● EXERCISE GOAL:
Your answer should consist of each line from the data below that contains "LoadingScreen".

___ DATA PROVIDED

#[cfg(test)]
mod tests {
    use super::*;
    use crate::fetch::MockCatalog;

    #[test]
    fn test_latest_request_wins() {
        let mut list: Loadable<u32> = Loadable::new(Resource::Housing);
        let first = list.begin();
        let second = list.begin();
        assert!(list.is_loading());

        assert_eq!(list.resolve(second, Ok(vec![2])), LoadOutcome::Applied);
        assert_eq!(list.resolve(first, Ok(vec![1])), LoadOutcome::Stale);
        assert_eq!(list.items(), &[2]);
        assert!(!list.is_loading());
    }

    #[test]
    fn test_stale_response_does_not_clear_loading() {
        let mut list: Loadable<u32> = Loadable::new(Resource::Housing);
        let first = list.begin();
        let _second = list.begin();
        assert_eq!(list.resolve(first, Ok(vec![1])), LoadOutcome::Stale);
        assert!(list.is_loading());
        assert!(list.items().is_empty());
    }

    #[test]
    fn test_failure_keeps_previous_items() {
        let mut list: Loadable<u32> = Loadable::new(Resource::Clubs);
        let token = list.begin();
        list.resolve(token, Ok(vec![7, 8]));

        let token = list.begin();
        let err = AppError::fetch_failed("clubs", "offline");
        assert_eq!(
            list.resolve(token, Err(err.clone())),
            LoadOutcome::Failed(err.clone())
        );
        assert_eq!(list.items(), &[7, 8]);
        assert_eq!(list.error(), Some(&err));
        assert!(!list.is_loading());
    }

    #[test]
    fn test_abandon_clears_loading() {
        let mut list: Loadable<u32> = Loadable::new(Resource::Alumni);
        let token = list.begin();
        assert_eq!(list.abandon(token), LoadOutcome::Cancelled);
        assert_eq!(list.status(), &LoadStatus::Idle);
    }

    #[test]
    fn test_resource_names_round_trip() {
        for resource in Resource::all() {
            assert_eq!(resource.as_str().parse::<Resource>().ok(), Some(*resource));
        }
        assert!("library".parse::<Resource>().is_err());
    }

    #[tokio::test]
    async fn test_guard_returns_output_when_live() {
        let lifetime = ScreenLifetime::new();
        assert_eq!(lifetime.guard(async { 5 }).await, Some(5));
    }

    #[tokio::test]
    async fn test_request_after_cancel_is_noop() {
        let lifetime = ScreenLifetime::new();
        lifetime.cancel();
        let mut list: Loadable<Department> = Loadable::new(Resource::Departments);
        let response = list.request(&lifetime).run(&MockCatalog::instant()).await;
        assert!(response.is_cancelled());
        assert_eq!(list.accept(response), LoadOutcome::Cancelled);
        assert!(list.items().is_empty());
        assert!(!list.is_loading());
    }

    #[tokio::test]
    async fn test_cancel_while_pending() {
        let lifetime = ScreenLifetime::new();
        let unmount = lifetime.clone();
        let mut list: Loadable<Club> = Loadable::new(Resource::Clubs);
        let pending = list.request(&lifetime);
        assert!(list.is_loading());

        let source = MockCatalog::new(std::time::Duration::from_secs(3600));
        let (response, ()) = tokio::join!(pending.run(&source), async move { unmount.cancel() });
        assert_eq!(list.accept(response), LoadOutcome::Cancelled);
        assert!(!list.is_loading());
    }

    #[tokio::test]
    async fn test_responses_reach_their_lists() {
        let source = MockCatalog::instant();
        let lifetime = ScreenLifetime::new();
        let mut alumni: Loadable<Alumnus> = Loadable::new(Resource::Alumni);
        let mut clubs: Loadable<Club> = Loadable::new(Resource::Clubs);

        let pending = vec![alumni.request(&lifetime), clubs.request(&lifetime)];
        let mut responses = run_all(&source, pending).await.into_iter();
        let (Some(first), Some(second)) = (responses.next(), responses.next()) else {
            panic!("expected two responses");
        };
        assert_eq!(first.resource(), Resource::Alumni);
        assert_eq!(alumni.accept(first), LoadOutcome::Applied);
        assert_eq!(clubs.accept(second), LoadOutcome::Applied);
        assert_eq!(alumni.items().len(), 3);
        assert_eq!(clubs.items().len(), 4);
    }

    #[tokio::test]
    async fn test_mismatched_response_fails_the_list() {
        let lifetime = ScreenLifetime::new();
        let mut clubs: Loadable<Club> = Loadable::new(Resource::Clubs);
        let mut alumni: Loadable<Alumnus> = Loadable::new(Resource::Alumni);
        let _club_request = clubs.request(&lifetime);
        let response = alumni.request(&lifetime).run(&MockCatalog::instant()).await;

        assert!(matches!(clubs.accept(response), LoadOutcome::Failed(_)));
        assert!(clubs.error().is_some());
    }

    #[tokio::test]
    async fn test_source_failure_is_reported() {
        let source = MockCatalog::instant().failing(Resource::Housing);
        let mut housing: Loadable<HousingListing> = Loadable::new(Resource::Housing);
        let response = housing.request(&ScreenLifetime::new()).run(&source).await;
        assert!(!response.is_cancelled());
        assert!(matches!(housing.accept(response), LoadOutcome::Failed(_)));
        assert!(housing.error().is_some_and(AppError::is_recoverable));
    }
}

______
___ DATA PROVIDED

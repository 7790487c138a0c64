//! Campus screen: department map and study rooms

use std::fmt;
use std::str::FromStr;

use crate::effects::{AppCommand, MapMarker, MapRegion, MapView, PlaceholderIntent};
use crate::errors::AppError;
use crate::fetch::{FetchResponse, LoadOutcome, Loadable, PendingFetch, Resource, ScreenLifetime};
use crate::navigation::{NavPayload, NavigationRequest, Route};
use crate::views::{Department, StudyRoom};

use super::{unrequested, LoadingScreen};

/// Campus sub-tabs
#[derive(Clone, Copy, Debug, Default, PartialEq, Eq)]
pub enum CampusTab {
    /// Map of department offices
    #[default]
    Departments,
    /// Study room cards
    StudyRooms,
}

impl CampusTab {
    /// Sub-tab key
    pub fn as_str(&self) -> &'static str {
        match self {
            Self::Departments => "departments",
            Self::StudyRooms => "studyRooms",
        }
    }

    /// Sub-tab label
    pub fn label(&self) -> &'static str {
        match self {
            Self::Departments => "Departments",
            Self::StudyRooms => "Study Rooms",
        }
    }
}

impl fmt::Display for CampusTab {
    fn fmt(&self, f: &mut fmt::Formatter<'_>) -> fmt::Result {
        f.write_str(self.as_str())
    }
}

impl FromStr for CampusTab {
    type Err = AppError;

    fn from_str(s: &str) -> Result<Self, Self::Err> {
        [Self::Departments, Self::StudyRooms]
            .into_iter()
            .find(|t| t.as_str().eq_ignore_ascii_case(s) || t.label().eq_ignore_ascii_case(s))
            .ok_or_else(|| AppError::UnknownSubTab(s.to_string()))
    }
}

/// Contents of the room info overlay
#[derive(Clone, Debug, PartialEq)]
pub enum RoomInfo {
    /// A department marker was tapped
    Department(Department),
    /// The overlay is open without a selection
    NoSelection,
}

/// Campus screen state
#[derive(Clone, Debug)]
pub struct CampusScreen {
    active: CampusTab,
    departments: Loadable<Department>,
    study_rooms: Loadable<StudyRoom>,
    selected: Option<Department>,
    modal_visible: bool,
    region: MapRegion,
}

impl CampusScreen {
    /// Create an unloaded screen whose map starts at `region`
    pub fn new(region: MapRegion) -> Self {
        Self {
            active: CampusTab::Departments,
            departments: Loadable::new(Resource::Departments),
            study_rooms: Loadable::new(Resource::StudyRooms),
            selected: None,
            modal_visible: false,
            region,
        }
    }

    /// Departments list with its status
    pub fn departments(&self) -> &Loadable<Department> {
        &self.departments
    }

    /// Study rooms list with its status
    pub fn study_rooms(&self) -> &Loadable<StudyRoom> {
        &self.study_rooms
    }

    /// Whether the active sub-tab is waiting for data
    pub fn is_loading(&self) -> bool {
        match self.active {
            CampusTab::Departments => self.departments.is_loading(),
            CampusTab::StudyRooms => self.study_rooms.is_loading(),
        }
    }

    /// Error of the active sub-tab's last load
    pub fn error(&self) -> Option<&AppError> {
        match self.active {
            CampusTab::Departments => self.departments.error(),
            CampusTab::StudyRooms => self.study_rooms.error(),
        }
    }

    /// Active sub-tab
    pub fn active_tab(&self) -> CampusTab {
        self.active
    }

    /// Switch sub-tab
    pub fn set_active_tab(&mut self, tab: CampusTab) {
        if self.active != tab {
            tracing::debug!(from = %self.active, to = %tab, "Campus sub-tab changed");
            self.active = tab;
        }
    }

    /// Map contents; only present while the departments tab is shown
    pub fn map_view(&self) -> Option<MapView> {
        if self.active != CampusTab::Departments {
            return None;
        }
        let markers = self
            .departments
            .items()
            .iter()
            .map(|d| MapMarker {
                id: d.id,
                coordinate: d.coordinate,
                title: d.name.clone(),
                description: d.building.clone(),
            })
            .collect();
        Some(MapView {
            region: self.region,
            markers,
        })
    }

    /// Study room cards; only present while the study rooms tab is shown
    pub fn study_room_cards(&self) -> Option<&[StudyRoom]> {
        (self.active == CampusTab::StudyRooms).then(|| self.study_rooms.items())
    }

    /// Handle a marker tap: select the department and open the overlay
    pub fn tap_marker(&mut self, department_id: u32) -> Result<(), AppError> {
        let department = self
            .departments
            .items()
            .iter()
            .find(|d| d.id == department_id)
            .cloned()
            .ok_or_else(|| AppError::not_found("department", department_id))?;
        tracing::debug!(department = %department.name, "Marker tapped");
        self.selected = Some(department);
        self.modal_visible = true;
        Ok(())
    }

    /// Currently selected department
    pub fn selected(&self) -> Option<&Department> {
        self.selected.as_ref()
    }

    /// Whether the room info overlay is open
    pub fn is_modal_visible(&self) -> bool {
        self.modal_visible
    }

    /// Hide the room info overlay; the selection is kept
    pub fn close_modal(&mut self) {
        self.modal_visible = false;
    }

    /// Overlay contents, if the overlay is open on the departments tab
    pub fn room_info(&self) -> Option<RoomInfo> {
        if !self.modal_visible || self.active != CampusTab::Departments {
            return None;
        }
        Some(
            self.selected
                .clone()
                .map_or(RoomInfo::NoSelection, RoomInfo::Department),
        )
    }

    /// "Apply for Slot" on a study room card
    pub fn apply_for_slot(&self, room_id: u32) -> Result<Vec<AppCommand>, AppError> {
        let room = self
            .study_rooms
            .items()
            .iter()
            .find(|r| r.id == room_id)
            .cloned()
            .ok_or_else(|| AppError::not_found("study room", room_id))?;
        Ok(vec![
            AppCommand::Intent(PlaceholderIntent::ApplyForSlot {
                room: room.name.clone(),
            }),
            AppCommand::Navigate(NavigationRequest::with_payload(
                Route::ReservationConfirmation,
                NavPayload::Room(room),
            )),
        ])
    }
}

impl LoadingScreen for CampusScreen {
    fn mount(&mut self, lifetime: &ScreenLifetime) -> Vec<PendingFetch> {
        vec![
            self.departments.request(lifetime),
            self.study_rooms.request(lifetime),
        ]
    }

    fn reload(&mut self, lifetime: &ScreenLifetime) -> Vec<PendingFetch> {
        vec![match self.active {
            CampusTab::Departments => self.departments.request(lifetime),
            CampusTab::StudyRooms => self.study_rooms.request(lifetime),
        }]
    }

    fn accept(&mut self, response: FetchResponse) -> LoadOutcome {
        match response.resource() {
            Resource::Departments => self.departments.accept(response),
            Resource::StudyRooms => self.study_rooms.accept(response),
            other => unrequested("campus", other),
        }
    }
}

______

● RESULT OF THIS TASK:
use super::{unrequested, LoadingScreen};
impl LoadingScreen for CampusScreen {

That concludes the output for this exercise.